Their work is a meticulously studied anthology of the most virulent anti-Israeli and antisemitic views which have been voiced, shouted and published in recent years by, mirabile dictu, a coalition of Jewish writers in North America, Europe, and Israel. Alexander and Bogdanor make it clear that they are not concerned with legitimate criticism of Israel as such but rather with the maniacal denunciations of Israel, the pronouncements of a death wish against the Jewish State and the attribution to Israel and Zionism of a Nazi ethos—the stock in trade of many of the Jewish writers targeted in this book . This coterie of Jewish intellectuals employ as their rallying cry “Down With Us,” in a kind of Monty Python refrain, but in this instance, a proclamation without humor or wit.

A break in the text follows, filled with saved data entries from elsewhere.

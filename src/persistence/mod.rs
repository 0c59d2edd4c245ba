//! # Persistence Module
//!
//! ## Why This Module Exists
//! Every accepted message ends up in durable storage: the raw message always,
//! plus one decoded row for room readings, RF transmissions and probe
//! sightings. The dashboard reads these tables; the hub only appends.
//!
//! ## Key Abstractions
//! - **PersistenceSink**: the four append operations the message loop depends on
//! - **Row types**: one plain struct per table, timestamped by the caller
//! - **Backends**: [`SqliteSink`] for deployments, [`MemorySink`] for dry runs and tests
//!
//! ## Error Handling Strategy
//! Each call is its own write and can fail on its own with a
//! [`PersistenceError`]. The loop logs the failure and continues; rows are
//! not retried, so a redelivered message may be stored twice.

pub mod error;
pub mod memory;
pub mod sqlite;

use std::sync::Arc;

use async_trait::async_trait;
use chrono::NaiveDateTime;
use tracing::info;

pub use error::PersistenceError;
pub use memory::MemorySink;
pub use sqlite::SqliteSink;

use crate::config::{StorageBackend, StorageConfig};

#[derive(Debug, Clone, PartialEq)]
pub struct RawMessageRow {
    pub time: NaiveDateTime,
    pub topic: String,
    pub payload: String,
}

#[derive(Debug, Clone, PartialEq)]
pub struct RoomReadingRow {
    pub time: NaiveDateTime,
    pub temperature: f64,
    pub humidity: f64,
    pub pressure: f64,
    pub brightness: f64,
}

#[derive(Debug, Clone, PartialEq, Eq)]
pub struct RfTransmissionRow {
    pub time: NaiveDateTime,
    pub decimal: u64,
    pub bits: u32,
    pub binary: String,
    pub pulse_length: u32,
    pub protocol: u32,
}

#[derive(Debug, Clone, PartialEq, Eq)]
pub struct ProbeSightingRow {
    pub time: NaiveDateTime,
    pub mac: String,
    pub vendor: String,
    pub ssid: String,
    pub ssid_uppercase: String,
    pub rssi: i64,
}

/// Append-only storage the message loop writes to.
///
/// Calls are awaited one at a time by the loop; each stores exactly one row.
#[async_trait]
pub trait PersistenceSink: Send + Sync {
    async fn append_raw_message(&self, row: RawMessageRow) -> Result<(), PersistenceError>;
    async fn append_room_reading(&self, row: RoomReadingRow) -> Result<(), PersistenceError>;
    async fn append_rf_transmission(
        &self,
        row: RfTransmissionRow,
    ) -> Result<(), PersistenceError>;
    async fn append_probe_sighting(&self, row: ProbeSightingRow)
        -> Result<(), PersistenceError>;
}

/// Opens the configured backend, creating tables where needed
pub async fn open(config: &StorageConfig) -> Result<Arc<dyn PersistenceSink>, PersistenceError> {
    match config.backend {
        StorageBackend::Sqlite => {
            let sink = SqliteSink::new(&config.path).await?;
            sink.initialize().await?;
            info!("Persisting to SQLite database {}", config.path);
            Ok(Arc::new(sink))
        }
        StorageBackend::Memory => {
            info!("Persisting to memory only; rows are lost on exit");
            Ok(Arc::new(MemorySink::new()))
        }
    }
}

#[cfg(test)]
mod tests {
    use super::*;

    #[tokio::test]
    async fn open_builds_each_backend() {
        let memory = StorageConfig {
            backend: StorageBackend::Memory,
            path: String::new(),
        };
        assert!(open(&memory).await.is_ok());

        let sqlite = StorageConfig {
            backend: StorageBackend::Sqlite,
            path: ":memory:".to_string(),
        };
        let sink = open(&sqlite).await.unwrap();
        sink.append_raw_message(RawMessageRow {
            time: chrono::Local::now().naive_local(),
            topic: "room/data".to_string(),
            payload: "{}".to_string(),
        })
        .await
        .unwrap();
    }
}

The thirteen essayists represented here exhibit a readiness to take on the leaders in the unholy alliance of those who have devoted so much misplaced intellectual vigor to denigrating the State of Israel, minimizing the Holocaust, resurrecting and advertising classic antisemitic canards, and damning the Jewish people as dupes of Zionist mythologizing. Some, though not all the members of this repugnant association, engage in the ultimate obscenity by denying Israel’s right to exist. They experience no embarrassment in aligning themselves with the kind of thinking to be found in Hamas, Islamic Jihad, and Hezbollah.
The Jewish purveyors of this new kind of political pornography have achieved prominent if controversial reputations in linguistics (Noam Chomsky), history (Tony Judt), the novel (David Grossman), chemistry (the late Israel Shahak), rabbinics (Daniel Boyarin), journalism (Thomas Friedman), literary criticism (George Steiner) and theology (Marc Ellis), to name but a few of the Jewish Israel-bashers that figure in the pages of this repertoire of gratuitous hatred. One of the merits of this book is that it will introduce readers to other members of the Jewish anti-Israel confederacy that have not as yet gained the prominence enjoyed by some of the above mentioned personalities.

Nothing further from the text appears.